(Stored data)
-- Opening Marker --

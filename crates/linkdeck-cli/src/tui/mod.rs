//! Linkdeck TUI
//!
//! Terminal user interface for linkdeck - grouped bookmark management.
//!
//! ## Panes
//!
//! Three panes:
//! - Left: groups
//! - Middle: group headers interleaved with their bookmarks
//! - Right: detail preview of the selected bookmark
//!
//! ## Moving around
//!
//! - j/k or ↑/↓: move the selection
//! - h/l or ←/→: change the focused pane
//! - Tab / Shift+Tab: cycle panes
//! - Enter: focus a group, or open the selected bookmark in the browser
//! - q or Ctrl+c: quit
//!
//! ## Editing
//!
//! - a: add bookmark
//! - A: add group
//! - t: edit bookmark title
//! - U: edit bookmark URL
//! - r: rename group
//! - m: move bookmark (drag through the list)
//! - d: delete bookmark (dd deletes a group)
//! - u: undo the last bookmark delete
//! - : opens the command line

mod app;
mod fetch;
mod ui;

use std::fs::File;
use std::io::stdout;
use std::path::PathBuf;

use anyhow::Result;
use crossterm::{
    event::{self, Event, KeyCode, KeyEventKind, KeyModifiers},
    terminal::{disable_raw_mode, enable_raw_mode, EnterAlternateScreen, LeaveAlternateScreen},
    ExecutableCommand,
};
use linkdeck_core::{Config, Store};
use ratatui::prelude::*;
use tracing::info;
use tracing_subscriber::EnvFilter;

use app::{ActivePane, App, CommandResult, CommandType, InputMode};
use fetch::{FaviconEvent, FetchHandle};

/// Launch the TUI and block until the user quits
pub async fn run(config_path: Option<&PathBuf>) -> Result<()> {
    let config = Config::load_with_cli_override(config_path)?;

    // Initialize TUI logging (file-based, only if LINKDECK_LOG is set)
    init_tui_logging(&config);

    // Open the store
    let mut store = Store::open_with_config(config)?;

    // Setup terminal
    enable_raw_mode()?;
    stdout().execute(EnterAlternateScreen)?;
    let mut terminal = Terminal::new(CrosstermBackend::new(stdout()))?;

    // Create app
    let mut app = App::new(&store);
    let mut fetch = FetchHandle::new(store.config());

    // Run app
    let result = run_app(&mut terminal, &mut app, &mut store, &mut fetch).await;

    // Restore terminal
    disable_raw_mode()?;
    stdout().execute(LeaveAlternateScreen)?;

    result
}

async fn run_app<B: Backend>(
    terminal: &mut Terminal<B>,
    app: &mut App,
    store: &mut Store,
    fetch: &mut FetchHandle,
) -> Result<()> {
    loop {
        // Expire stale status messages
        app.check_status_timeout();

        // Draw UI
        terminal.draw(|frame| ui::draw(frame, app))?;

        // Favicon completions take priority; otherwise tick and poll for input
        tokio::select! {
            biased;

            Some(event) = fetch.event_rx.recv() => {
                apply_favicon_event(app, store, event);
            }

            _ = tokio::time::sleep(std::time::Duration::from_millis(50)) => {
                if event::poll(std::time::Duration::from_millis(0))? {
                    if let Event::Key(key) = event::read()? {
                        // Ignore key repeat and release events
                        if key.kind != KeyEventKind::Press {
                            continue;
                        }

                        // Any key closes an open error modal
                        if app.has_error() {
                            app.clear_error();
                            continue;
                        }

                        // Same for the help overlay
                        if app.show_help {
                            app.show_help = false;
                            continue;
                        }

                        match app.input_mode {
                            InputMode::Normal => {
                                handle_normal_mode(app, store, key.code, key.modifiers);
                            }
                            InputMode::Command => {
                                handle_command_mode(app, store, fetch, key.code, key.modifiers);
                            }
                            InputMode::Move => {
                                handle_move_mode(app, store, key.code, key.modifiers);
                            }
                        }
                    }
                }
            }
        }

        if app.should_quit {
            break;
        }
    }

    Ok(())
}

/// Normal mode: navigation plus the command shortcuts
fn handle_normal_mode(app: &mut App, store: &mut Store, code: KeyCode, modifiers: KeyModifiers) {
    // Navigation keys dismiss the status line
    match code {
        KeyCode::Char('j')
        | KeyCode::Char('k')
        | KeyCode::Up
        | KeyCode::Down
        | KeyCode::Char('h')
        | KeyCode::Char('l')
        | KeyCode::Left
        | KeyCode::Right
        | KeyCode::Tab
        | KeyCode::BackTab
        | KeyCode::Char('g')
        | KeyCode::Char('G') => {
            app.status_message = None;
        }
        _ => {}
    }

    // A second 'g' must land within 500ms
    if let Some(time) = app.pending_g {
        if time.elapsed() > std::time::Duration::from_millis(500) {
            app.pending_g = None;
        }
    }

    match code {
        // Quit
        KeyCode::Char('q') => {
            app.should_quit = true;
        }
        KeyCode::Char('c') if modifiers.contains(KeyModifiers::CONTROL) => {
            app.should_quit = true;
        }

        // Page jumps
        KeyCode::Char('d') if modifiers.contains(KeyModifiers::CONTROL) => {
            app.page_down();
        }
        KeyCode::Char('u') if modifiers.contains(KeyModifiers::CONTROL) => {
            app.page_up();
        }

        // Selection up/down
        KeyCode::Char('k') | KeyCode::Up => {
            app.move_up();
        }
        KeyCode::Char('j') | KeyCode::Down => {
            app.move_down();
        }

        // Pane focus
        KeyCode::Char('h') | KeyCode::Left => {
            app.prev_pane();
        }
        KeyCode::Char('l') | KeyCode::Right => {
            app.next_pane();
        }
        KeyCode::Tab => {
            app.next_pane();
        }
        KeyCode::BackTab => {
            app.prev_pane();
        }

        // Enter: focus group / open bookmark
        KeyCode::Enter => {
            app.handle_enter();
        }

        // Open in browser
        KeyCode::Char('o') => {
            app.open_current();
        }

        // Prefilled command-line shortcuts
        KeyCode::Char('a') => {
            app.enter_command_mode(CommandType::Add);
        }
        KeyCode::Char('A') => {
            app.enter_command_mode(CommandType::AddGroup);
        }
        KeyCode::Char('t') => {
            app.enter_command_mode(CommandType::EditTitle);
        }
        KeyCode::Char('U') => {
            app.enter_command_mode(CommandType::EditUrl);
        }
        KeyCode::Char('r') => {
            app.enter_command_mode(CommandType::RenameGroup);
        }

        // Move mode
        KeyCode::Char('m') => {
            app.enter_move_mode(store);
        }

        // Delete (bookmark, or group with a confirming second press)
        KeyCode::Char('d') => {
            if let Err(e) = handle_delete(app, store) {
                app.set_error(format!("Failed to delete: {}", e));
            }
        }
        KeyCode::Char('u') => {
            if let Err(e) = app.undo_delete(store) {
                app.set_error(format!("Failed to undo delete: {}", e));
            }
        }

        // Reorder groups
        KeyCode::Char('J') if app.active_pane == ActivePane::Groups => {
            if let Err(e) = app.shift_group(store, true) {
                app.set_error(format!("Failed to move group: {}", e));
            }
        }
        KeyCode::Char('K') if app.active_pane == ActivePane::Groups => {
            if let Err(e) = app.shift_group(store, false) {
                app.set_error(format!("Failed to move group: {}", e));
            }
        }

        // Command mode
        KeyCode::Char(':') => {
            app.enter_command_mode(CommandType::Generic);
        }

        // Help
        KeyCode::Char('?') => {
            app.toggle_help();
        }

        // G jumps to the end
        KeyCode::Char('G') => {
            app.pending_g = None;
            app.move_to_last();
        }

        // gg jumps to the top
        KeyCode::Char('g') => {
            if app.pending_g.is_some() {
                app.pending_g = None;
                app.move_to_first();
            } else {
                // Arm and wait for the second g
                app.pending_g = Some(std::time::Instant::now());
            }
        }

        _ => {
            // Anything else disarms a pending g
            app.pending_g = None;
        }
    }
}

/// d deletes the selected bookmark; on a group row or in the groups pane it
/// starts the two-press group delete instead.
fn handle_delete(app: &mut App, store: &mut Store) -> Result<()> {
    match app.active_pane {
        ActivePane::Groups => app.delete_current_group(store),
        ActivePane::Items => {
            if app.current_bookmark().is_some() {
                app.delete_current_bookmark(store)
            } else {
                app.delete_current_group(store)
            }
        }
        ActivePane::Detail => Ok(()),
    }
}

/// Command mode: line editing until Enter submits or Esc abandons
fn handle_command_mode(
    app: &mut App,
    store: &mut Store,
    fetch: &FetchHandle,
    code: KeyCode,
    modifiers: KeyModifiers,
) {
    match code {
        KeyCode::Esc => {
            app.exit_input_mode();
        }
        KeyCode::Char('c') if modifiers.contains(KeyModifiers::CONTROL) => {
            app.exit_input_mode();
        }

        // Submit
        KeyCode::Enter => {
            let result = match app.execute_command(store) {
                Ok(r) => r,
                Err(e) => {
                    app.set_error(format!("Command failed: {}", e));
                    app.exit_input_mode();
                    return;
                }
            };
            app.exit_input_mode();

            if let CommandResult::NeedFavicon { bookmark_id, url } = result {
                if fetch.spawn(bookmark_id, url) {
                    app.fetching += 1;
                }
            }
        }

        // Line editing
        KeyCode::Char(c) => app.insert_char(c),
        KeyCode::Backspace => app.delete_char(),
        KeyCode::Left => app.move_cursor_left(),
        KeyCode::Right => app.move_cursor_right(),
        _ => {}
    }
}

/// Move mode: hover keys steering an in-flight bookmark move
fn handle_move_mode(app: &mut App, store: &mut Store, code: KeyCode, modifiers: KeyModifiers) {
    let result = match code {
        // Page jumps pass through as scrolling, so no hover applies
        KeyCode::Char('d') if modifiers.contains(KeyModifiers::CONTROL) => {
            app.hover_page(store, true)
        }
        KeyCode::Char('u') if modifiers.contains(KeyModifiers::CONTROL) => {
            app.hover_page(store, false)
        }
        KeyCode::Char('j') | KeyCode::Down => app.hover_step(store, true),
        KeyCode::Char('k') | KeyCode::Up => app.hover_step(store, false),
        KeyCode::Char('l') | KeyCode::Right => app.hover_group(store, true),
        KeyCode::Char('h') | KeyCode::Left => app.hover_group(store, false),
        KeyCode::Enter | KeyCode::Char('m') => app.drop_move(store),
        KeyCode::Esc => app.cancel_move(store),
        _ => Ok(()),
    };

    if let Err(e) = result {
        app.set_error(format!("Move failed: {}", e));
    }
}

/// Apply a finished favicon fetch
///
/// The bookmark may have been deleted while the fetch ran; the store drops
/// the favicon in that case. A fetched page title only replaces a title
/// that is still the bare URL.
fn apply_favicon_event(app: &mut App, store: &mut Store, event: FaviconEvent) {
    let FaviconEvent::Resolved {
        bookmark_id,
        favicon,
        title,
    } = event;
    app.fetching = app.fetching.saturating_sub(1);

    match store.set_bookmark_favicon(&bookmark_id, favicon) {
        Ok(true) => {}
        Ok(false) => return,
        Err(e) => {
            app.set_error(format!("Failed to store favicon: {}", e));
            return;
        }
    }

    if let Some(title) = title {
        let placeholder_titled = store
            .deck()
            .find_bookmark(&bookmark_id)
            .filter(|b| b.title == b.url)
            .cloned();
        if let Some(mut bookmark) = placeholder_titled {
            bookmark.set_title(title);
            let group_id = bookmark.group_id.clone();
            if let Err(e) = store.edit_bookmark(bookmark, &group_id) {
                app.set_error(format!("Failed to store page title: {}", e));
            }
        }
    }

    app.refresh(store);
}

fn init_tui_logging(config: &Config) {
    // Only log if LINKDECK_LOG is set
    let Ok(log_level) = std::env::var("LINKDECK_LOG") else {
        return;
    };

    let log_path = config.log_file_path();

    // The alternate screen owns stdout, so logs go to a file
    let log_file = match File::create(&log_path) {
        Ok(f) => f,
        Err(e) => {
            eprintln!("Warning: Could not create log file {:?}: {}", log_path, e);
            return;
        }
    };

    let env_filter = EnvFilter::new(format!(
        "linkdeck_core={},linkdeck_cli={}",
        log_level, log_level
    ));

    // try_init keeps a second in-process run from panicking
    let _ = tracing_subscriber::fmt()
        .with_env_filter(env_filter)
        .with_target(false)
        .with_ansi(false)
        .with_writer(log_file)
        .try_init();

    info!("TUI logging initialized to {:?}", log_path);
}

-- Closing Marker --
-- Opening Marker --

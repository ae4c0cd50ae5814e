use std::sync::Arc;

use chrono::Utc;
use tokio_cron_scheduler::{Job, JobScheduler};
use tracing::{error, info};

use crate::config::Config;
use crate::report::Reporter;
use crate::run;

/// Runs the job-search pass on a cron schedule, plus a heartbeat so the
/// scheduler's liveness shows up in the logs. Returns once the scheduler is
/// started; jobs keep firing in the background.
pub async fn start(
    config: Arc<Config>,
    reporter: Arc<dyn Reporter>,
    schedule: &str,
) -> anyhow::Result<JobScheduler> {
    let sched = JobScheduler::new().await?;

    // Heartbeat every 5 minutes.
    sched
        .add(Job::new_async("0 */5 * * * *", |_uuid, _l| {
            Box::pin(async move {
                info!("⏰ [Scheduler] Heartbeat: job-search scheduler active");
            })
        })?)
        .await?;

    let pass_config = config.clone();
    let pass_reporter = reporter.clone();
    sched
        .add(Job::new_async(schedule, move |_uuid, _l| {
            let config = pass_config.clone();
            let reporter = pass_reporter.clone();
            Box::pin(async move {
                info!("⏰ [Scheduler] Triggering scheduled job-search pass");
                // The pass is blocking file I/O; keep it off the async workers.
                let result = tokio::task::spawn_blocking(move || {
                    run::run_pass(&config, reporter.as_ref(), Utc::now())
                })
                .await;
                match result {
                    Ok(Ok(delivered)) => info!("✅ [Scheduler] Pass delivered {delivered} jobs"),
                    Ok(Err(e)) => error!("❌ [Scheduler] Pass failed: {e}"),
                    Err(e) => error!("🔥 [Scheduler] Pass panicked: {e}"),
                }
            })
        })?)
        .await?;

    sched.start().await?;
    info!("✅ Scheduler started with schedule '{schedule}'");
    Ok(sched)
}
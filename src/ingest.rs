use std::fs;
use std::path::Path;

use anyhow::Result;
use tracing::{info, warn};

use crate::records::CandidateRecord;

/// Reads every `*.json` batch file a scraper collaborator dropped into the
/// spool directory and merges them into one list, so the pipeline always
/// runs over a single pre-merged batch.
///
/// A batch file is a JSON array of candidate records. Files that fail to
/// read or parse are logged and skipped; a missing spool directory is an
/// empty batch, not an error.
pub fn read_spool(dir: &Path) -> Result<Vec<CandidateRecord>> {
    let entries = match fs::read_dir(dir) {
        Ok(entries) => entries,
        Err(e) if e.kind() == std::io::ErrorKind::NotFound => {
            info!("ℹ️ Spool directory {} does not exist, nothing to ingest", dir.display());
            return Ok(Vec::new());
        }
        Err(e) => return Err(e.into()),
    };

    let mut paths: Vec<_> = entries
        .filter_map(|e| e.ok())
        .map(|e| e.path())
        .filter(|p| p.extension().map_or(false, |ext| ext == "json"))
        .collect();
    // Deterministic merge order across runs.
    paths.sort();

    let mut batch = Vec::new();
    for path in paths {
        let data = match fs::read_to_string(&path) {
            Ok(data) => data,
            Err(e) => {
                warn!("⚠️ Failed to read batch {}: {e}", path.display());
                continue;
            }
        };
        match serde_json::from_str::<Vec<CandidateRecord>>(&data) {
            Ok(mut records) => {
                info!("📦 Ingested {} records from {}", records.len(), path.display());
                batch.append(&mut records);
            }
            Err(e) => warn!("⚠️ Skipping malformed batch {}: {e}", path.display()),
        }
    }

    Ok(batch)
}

-- Closing Marker --

**What you are asked to do**
With "FaviconEvent" as the string to find, copy every line of the records that holds it.

**Solution below**
use fetch::{FaviconEvent, FetchHandle};
fn apply_favicon_event(app: &mut App, store: &mut Store, event: FaviconEvent) {
    let FaviconEvent::Resolved {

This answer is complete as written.